Gdy rozmawiam z samorządowcami z Małopolski, najbardziej narzekają właśnie na brak tych własnych środków samorządowych. Szczególnie w kontekście utrzymania szkolnictwa czy szpitali. Bez samodzielności finansowej samorządność jest tylko pustosłowiem.
Obecnie ustawy gwarantują pewną pulę dochodów dla samorządów, ale często jest ona niewystarczająca. Należy rozpocząć dyskusję o tym, czy gminy powinny mieć pewne zadania finansowane ze swoich środków. Wszystko musi jednak odbywać się drogą ustawową. Działania poza ustawą byłyby sprzeczne z konstytucją, która jasno stanowi, że organy publiczne działają na podstawie i w granicach prawa.
Problemem jest to, że ustawodawca niechętnie zwiększa pulę dochodów samorządowych, tłumacząc się krótką kołdrą budżetową. Argumentem za decentralizacją środków jest to, że samorządy wydają je efektywniej. Wiele programów rządowych, jak Fundusz Inwestycji Lokalnych czy Polski Ład, realizowanych było według partyjnych interesów.
Czy polityka zbyt mocno wkroczyła do samorządów?

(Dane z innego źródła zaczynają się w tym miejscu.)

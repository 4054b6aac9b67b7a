//! Complete HTML documents.
//!
//! A [`Page`] owns the document body and the head metadata (title,
//! language, charset, stylesheets). The doctype, `html` and `head`
//! scaffolding is produced fresh on every render, so rendering never
//! changes the page and any amount of content yields one well-formed
//! document.

use std::fmt;
use std::path::Path;
use std::sync::Arc;

use crate::elements::stylesheet_link;
use crate::error::Result;
use crate::format::Formatter;
use crate::node::{Element, Node};
use crate::serialize::{DOCTYPE, Serializer};
use crate::util;

/// An HTML document under construction.
///
/// ```
/// use balisage::{Page, heading1, paragraph};
///
/// let mut page = Page::new("Sample Page").with_stylesheet("style.css");
/// page.add(heading1("Heading"))?.add(paragraph("Some text"))?;
///
/// assert_eq!(
///     page.render(),
///     "<!DOCTYPE html><html lang=\"en\"><head><meta charset=\"UTF-8\" />\
///      <title>Sample Page</title><link rel=\"stylesheet\" href=\"style.css\" />\
///      </head><body><h1>Heading</h1><p>Some text</p></body></html>"
/// );
/// # Ok::<(), balisage::Error>(())
/// ```
#[derive(Clone)]
pub struct Page {
    title: String,
    lang: String,
    charset: String,
    stylesheets: Vec<String>,
    body: Element,
    formatter: Option<Arc<dyn Formatter>>,
}

impl Page {
    pub fn new(title: impl Into<String>) -> Self {
        Self {
            title: title.into(),
            lang: "en".to_string(),
            charset: "UTF-8".to_string(),
            stylesheets: Vec::new(),
            body: Element::known("body"),
            formatter: None,
        }
    }

    pub fn with_stylesheet(mut self, href: impl Into<String>) -> Self {
        self.stylesheets.push(href.into());
        self
    }

    pub fn with_stylesheets<I, S>(mut self, hrefs: I) -> Self
    where
        I: IntoIterator<Item = S>,
        S: Into<String>,
    {
        self.stylesheets.extend(hrefs.into_iter().map(Into::into));
        self
    }

    /// Value of the `lang` attribute on `<html>`.
    pub fn with_lang(mut self, lang: impl Into<String>) -> Self {
        self.lang = lang.into();
        self
    }

    /// Charset declared in the head and used by [`Page::save`].
    pub fn with_charset(mut self, charset: impl Into<String>) -> Self {
        self.charset = charset.into();
        self
    }

    /// Formatter applied by [`Page::render`] and [`Page::save`].
    pub fn with_formatter(mut self, formatter: impl Formatter + 'static) -> Self {
        let formatter: Arc<dyn Formatter> = Arc::new(formatter);
        self.formatter = Some(formatter);
        self
    }

    pub fn title(&self) -> &str {
        &self.title
    }

    pub fn set_title(&mut self, title: impl Into<String>) {
        self.title = title.into();
    }

    pub fn lang(&self) -> &str {
        &self.lang
    }

    pub fn charset(&self) -> &str {
        &self.charset
    }

    pub fn stylesheets(&self) -> &[String] {
        &self.stylesheets
    }

    pub fn body(&self) -> &Element {
        &self.body
    }

    /// The `<body>` element, for attributes, classes or direct edits.
    pub fn body_mut(&mut self) -> &mut Element {
        &mut self.body
    }

    // --- Content ---

    /// Append a child to the body.
    pub fn add(&mut self, child: impl Into<Node>) -> Result<&mut Self> {
        self.body.add(child)?;
        Ok(self)
    }

    /// Append several children to the body.
    pub fn add_all<I, C>(&mut self, children: I) -> Result<&mut Self>
    where
        I: IntoIterator<Item = C>,
        C: Into<Node>,
    {
        self.body.add_all(children)?;
        Ok(self)
    }

    // --- Output ---

    /// Render the document, formatted if the page has a formatter.
    pub fn render(&self) -> String {
        let html = self.render_flat();
        match &self.formatter {
            Some(formatter) => formatter.format(&html),
            None => html,
        }
    }

    /// Render the document through `formatter`, ignoring the page's own.
    pub fn render_with(&self, formatter: &dyn Formatter) -> String {
        formatter.format(&self.render_flat())
    }

    /// Render and write to `path` in the page charset.
    ///
    /// The charset label is checked before the file is created, so an
    /// unknown label leaves the filesystem untouched. Labels that cannot be
    /// written as declared (UTF-16, `iso-2022-kr` and the other replacement
    /// labels) fail the same way.
    pub fn save(&self, path: impl AsRef<Path>) -> Result<()> {
        let encoding = util::output_encoding_for_label(&self.charset)?;
        util::write_document(path.as_ref(), &self.render(), encoding)
    }

    fn render_flat(&self) -> String {
        let mut out = String::new();
        // Writing into a String cannot fail
        let _ = self.write_document(&mut out);
        out
    }

    fn write_document(&self, out: &mut String) -> fmt::Result {
        let mut html = Element::known("html");
        // Any string is a valid value for a fixed attribute name
        let _ = html.set_attribute("lang", self.lang.as_str());

        let mut ser = Serializer::new(out);
        ser.write_raw(DOCTYPE)?;
        ser.start_element(&html)?;
        ser.write_element(&self.head())?;
        ser.write_element(&self.body)?;
        ser.end_element(&html)
    }

    fn head(&self) -> Element {
        let mut head = Element::known("head");

        let mut meta = Element::known("meta");
        let _ = meta.set_attribute("charset", self.charset.as_str());
        head.push(meta);

        if !self.title.is_empty() {
            let mut title = Element::known("title");
            title.push(self.title.as_str());
            head.push(title);
        }

        for href in &self.stylesheets {
            head.push(stylesheet_link(href.as_str()));
        }
        head
    }
}

impl fmt::Debug for Page {
    fn fmt(&self, f: &mut fmt::Formatter<'_>) -> fmt::Result {
        f.debug_struct("Page")
            .field("title", &self.title)
            .field("lang", &self.lang)
            .field("charset", &self.charset)
            .field("stylesheets", &self.stylesheets)
            .field("body", &self.body)
            .field("formatter", &self.formatter.is_some())
            .finish()
    }
}

impl fmt::Display for Page {
    fn fmt(&self, f: &mut fmt::Formatter<'_>) -> fmt::Result {
        f.write_str(&self.render())
    }
}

To najgorsze nieszczęście samorządów. Zgodnie z Konstytucją, samorząd to wspólnota mieszkańców, którzy powinni być suwerenami w sprawach lokalnych. Jednak przez ostatnie kilkadziesiąt lat centra polityczne zawłaszczyły samorządy, podobnie jak media publiczne. Polityczne nominacje powodują, że włodarze bardziej dbają o interesy partyjne niż o interes publiczny mieszkańców. Samorządy stały się trampoliną do dalszej kariery politycznej.
Partie polityczne traktują samorządy jako łup powyborczy. To już niestety stało się normą. Powinniśmy wprowadzić zakaz funkcjonowania w partiach politycznych na kluczowych stanowiskach w samorządach, podobnie jak jest w służbie cywilnej.
Czy dwukadencyjność dla wójtów i burmistrzów powinna zostać utrzymana?
Zawsze byłem zwolennikiem dwukadencyjności. Dwie kadencje to 10 lat – wystarczający czas, by kompetentny włodarz zrealizował swoje cele. Dłuższy czas urzędowania sprzyja jedynie budowaniu własnego elektoratu, a nie efektywnej pracy.
Warto byłoby zrobić ranking dobrych, byłych wójtów, bo są to osoby z ogromnym potencjałem na inne funkcje publiczne. Dobrym przykładem jest Stanisław Kracik, wieloletni burmistrz Niepołomic, obecnie zastępca prezydenta Krakowa. Oczywiście, pojawiają się głosy, że po dobrych włodarzach mogą przyjść nieprzygotowani następcy, ale statystycznie rzecz ujmując, złych wójtów jest więcej niż dobrych, dlatego dwukadencyjność służy interesowi publicznemu.